→ Assigned task
Taking the entries below from the top, restate each line exactly and end with the line containing "use std::future::Future;".

*** Opening of Task inputs ***

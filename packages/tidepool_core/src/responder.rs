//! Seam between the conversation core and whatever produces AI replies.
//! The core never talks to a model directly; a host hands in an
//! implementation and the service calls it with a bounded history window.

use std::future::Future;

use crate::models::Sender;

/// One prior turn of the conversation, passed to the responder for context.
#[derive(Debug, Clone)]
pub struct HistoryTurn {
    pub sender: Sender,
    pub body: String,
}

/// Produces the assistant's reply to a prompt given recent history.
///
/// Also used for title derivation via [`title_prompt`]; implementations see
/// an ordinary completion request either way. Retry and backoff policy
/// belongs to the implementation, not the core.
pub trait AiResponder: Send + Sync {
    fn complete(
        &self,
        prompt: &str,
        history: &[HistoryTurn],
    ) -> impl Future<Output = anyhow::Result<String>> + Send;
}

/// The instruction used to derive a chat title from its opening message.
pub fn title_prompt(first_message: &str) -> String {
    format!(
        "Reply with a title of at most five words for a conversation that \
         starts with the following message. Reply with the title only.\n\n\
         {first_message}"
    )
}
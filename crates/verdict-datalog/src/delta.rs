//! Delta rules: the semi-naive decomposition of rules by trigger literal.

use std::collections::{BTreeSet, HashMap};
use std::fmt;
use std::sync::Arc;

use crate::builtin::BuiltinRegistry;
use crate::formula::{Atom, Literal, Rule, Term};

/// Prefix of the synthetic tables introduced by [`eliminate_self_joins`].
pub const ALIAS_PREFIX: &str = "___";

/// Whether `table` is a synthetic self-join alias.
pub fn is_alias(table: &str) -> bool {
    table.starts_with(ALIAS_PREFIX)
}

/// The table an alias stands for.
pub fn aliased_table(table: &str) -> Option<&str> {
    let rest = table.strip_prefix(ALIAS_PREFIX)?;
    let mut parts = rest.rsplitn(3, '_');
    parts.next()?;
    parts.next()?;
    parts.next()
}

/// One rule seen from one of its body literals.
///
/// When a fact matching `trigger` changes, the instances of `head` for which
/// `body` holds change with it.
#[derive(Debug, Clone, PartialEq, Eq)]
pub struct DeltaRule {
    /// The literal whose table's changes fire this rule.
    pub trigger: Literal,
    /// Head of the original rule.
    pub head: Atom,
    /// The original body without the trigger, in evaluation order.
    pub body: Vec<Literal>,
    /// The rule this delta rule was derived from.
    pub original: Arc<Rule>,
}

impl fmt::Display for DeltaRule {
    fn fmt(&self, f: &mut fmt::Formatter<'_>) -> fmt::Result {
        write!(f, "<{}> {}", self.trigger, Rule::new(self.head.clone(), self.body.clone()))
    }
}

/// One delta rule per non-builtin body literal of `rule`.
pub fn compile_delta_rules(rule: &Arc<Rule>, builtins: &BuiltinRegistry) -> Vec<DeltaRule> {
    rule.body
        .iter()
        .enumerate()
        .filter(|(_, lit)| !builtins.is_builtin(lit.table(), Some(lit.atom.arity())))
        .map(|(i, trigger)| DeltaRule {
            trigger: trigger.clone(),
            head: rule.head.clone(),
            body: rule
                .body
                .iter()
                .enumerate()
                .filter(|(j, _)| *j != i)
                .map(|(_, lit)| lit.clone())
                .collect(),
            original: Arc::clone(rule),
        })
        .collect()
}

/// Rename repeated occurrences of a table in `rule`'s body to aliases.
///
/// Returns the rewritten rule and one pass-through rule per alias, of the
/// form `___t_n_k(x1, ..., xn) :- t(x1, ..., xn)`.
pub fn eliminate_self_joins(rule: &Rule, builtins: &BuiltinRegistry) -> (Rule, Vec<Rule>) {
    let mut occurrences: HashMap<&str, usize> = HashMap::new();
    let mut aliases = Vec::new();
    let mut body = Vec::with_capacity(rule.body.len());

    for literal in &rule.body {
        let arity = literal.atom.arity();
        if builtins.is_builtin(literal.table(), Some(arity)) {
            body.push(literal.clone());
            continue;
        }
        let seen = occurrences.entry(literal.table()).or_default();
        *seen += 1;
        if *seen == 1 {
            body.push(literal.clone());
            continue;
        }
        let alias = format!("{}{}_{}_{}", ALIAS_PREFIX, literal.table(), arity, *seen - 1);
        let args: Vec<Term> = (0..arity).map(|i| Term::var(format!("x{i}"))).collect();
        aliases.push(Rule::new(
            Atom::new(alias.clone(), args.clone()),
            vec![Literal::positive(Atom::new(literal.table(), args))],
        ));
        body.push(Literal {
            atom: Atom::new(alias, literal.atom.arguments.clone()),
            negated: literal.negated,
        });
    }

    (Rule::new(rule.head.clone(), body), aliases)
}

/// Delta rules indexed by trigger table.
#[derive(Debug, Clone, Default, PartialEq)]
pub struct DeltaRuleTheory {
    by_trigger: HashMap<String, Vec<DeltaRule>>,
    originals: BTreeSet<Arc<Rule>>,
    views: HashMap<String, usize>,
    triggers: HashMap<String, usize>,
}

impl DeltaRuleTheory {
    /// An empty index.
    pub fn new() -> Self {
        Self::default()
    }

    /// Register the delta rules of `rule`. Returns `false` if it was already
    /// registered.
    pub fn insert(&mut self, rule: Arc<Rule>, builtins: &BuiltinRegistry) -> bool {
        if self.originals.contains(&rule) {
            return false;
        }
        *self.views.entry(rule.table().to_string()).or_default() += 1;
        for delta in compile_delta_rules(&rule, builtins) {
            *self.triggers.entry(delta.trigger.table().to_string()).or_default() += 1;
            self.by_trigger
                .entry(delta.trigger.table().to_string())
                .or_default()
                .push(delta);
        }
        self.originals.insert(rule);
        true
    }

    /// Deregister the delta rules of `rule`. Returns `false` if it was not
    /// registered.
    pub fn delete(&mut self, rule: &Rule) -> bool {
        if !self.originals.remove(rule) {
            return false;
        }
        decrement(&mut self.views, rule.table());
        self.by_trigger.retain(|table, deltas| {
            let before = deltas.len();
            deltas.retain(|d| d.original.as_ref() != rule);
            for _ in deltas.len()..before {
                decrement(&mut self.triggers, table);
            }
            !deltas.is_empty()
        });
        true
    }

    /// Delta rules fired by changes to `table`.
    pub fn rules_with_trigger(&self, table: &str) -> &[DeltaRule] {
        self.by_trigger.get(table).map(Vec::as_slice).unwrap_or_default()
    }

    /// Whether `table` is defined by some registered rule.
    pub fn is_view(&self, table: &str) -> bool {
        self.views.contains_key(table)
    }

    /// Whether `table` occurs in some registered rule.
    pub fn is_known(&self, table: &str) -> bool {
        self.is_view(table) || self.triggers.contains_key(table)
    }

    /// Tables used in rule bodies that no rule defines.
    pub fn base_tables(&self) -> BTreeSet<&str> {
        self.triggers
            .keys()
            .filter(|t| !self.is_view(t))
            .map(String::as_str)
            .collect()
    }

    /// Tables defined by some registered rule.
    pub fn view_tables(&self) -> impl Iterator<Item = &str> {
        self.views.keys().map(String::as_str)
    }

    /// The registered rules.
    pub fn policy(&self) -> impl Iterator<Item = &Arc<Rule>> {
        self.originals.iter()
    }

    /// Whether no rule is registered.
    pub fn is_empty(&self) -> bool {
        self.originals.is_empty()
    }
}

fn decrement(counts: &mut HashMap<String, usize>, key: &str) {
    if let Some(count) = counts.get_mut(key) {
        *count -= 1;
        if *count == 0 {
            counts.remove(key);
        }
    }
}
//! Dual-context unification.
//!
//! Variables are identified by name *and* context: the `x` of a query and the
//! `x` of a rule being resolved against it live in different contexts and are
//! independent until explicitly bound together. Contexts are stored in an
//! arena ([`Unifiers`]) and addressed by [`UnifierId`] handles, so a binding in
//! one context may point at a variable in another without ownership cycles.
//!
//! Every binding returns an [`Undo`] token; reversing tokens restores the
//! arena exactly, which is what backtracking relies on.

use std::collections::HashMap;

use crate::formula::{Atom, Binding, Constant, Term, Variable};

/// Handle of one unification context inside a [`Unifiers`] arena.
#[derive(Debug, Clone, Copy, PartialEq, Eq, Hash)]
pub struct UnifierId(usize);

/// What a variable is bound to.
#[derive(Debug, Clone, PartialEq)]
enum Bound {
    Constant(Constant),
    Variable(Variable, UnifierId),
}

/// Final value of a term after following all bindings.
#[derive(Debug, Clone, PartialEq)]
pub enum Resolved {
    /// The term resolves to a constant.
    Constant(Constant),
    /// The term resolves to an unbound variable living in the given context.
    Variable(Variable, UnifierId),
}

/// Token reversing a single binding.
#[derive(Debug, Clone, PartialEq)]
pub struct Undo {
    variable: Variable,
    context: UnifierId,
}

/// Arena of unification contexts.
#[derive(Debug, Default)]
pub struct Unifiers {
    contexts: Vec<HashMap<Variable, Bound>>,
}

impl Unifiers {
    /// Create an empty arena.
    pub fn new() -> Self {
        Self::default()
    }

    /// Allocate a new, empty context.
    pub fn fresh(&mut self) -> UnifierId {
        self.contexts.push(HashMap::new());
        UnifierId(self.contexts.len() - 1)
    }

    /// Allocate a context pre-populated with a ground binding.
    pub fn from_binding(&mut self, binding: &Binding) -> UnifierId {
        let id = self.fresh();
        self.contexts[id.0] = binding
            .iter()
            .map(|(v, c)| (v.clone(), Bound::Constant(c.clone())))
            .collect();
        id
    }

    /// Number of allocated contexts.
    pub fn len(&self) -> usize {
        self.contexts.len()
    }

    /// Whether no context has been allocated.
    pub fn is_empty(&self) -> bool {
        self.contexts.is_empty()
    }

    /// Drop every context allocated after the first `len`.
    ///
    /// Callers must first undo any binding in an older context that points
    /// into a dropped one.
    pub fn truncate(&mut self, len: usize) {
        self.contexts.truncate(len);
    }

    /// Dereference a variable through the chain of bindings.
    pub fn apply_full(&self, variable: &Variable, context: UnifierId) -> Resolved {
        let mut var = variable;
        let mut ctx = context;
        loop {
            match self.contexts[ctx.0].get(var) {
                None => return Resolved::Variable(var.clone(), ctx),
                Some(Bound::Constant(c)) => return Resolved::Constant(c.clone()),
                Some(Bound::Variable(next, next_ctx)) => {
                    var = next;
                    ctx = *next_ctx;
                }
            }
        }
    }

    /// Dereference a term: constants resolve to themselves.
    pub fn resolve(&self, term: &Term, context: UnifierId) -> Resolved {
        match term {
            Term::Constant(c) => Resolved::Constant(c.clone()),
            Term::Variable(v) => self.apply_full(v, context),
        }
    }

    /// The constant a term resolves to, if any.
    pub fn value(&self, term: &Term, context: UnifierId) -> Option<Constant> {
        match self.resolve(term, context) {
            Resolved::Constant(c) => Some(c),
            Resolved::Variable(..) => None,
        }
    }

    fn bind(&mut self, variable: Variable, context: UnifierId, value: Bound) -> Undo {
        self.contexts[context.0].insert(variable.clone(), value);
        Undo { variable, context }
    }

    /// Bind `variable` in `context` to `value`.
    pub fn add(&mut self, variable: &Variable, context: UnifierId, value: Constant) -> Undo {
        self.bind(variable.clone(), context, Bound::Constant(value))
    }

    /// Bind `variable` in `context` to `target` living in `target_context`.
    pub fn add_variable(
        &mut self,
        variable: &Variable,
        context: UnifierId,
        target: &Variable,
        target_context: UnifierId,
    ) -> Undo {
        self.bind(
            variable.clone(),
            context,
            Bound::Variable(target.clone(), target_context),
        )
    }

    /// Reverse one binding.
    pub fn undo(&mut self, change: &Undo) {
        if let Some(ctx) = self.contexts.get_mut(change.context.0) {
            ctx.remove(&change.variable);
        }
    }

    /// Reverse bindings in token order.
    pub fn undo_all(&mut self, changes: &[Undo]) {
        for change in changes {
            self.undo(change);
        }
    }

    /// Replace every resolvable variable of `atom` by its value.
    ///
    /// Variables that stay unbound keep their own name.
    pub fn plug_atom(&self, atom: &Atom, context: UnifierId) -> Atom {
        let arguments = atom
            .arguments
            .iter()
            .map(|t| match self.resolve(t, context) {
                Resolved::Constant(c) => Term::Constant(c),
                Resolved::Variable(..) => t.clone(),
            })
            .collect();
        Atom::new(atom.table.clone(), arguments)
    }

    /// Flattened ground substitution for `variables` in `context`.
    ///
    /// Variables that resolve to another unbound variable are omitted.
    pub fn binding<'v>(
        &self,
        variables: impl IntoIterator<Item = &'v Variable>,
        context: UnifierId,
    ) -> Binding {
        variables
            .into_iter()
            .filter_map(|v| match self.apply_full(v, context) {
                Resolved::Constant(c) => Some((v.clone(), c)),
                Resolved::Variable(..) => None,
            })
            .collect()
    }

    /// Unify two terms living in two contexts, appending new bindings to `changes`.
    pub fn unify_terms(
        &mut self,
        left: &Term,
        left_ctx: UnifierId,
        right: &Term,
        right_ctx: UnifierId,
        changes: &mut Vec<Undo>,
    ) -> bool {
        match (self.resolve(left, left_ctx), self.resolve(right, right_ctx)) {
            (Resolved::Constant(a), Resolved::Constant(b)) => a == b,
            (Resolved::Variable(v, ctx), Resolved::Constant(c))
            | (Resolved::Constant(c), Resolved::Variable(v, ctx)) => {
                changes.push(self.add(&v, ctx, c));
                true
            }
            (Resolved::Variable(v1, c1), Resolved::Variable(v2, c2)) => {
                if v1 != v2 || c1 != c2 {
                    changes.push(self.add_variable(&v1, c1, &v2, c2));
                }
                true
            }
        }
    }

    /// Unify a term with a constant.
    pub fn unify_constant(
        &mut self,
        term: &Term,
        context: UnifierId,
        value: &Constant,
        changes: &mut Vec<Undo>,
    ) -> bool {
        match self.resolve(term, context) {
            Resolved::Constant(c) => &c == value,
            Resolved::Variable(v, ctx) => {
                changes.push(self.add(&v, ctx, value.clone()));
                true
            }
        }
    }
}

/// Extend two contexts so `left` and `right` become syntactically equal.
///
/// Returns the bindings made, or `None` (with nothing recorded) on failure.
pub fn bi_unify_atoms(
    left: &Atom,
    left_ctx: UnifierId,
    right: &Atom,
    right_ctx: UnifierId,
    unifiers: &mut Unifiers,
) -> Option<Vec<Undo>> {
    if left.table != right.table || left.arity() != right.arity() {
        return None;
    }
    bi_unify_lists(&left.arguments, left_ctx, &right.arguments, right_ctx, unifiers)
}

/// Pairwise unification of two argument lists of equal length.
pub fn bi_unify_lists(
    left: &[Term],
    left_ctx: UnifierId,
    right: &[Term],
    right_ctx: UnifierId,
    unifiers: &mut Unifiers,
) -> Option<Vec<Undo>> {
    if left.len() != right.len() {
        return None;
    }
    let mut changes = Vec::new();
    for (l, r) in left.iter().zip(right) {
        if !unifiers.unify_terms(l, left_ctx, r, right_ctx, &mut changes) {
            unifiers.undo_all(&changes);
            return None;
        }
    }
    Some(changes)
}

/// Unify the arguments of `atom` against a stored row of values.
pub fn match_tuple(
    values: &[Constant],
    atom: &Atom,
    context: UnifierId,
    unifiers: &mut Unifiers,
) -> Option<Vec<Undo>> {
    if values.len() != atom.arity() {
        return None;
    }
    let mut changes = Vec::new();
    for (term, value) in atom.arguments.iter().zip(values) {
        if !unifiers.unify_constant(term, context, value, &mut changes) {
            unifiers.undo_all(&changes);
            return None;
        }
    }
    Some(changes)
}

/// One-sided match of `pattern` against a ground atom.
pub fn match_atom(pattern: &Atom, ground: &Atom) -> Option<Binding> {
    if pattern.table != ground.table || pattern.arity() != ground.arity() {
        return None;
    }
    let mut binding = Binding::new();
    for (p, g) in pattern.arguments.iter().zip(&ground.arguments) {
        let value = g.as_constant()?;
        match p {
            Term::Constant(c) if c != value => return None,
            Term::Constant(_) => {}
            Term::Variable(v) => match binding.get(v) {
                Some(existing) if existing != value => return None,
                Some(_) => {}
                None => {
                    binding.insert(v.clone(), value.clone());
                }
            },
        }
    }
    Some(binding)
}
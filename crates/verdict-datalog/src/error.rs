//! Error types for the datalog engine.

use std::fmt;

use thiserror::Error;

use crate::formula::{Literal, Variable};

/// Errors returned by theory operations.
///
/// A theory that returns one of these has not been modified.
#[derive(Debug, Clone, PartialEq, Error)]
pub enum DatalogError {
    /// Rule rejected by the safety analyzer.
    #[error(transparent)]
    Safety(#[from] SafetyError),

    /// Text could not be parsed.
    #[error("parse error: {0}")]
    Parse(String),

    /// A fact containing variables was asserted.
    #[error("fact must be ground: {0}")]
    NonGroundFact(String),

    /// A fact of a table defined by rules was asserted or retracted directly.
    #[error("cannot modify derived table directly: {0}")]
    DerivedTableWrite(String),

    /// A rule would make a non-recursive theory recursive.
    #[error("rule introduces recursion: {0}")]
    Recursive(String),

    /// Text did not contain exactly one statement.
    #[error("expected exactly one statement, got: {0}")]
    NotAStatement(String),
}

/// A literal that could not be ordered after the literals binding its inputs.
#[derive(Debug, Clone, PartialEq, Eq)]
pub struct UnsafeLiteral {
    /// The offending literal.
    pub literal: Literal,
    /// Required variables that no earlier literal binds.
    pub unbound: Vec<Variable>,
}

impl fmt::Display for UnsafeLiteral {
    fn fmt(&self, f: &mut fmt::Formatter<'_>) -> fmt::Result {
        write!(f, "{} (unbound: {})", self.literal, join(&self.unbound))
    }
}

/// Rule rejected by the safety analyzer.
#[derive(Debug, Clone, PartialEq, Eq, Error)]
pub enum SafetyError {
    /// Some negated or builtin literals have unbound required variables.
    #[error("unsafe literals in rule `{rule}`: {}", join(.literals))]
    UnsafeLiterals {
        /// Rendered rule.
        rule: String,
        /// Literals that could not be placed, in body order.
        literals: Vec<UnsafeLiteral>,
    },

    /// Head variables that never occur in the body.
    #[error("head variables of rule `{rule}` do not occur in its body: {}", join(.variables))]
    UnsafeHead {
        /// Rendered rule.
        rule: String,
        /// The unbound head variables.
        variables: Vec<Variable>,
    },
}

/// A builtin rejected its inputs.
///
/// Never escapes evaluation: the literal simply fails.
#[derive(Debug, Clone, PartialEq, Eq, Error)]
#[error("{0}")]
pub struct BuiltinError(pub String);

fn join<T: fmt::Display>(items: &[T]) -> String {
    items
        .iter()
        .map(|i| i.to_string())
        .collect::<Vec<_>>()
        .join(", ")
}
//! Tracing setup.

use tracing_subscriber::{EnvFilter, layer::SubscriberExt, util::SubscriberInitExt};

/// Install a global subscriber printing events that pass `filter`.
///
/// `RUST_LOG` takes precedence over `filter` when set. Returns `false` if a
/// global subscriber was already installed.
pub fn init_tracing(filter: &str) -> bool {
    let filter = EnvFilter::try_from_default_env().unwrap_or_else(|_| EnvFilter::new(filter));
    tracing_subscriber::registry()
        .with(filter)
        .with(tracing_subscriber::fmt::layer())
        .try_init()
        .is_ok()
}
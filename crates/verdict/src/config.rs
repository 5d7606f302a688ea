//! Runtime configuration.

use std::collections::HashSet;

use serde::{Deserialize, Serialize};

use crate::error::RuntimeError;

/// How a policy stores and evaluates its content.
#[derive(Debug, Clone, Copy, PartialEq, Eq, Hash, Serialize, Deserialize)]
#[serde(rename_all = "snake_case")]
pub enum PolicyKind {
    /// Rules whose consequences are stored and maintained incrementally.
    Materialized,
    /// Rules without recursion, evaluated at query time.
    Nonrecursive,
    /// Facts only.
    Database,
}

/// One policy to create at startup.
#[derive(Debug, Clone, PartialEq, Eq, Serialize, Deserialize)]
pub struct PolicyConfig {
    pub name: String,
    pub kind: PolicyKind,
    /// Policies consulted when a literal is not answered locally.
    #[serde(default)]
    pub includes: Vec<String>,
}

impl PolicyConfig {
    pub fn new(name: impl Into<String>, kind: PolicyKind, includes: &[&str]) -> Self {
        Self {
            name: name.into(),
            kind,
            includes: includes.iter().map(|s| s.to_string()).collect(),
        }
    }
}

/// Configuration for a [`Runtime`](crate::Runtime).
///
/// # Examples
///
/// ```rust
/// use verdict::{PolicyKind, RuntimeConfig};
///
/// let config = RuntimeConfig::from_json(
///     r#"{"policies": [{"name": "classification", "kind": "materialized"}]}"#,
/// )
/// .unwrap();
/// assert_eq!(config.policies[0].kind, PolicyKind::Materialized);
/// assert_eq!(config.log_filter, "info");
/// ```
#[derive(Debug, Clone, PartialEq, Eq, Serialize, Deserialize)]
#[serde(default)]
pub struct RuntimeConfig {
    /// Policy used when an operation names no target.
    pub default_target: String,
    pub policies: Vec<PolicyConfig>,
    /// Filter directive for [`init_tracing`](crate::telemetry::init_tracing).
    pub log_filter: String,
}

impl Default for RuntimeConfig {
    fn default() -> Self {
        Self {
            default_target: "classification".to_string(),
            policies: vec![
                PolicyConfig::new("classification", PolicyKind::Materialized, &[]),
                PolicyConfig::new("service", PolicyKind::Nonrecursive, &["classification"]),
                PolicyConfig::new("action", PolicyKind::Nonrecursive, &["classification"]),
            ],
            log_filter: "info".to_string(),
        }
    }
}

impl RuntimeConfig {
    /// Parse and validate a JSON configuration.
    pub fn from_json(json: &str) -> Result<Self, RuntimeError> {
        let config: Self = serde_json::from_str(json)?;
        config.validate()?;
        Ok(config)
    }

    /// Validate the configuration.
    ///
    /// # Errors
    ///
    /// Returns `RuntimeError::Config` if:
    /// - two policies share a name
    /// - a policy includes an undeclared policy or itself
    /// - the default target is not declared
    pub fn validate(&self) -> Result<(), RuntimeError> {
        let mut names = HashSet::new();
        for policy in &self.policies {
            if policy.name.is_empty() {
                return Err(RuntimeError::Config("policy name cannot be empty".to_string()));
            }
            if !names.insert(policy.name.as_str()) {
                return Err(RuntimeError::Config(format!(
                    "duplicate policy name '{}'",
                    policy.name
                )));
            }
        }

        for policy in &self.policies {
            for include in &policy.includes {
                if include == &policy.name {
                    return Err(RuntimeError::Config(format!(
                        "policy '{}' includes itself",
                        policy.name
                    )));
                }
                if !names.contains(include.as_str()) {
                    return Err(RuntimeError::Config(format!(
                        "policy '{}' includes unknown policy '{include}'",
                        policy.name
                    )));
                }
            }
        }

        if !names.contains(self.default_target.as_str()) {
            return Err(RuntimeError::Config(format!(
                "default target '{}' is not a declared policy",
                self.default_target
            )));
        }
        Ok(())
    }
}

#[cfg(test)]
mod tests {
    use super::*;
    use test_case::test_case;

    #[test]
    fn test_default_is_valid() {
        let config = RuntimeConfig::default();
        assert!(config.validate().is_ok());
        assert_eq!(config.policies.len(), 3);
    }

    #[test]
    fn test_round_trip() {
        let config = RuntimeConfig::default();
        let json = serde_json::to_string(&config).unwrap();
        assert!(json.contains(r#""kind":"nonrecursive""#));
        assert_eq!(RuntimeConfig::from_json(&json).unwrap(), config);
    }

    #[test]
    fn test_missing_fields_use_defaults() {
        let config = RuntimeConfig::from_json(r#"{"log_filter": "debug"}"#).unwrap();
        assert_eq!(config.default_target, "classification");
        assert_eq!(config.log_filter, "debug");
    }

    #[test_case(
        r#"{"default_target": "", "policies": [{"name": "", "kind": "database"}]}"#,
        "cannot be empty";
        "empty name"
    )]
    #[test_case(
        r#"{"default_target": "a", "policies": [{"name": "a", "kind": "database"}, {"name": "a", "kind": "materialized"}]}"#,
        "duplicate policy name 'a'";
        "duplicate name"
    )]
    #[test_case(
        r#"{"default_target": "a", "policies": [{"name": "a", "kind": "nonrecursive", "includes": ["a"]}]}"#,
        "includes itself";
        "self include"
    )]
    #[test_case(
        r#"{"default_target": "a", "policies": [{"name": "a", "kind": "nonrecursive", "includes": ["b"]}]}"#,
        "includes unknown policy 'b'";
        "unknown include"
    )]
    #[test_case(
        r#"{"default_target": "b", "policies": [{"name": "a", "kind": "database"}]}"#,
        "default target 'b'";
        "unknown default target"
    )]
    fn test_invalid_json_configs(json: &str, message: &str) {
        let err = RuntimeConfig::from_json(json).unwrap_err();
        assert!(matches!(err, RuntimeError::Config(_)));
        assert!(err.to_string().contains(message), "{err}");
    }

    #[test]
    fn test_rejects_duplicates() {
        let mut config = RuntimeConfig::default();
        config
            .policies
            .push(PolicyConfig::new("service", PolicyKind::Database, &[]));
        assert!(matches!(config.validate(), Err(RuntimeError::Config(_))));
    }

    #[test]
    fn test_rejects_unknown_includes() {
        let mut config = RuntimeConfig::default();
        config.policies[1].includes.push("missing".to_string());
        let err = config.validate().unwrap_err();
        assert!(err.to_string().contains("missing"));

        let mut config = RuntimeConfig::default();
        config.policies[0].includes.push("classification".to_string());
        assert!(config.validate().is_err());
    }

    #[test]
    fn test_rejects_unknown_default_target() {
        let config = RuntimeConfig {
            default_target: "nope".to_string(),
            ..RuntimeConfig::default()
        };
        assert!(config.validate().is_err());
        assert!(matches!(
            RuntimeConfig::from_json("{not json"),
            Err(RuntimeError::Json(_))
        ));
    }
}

*** Close of Task inputs ***

→ Answer
filename packages/tidepool_core/src/responder.rs
//! Seam between the conversation core and whatever produces AI replies.
//! The core never talks to a model directly; a host hands in an
//! implementation and the service calls it with a bounded history window.

use std::future::Future;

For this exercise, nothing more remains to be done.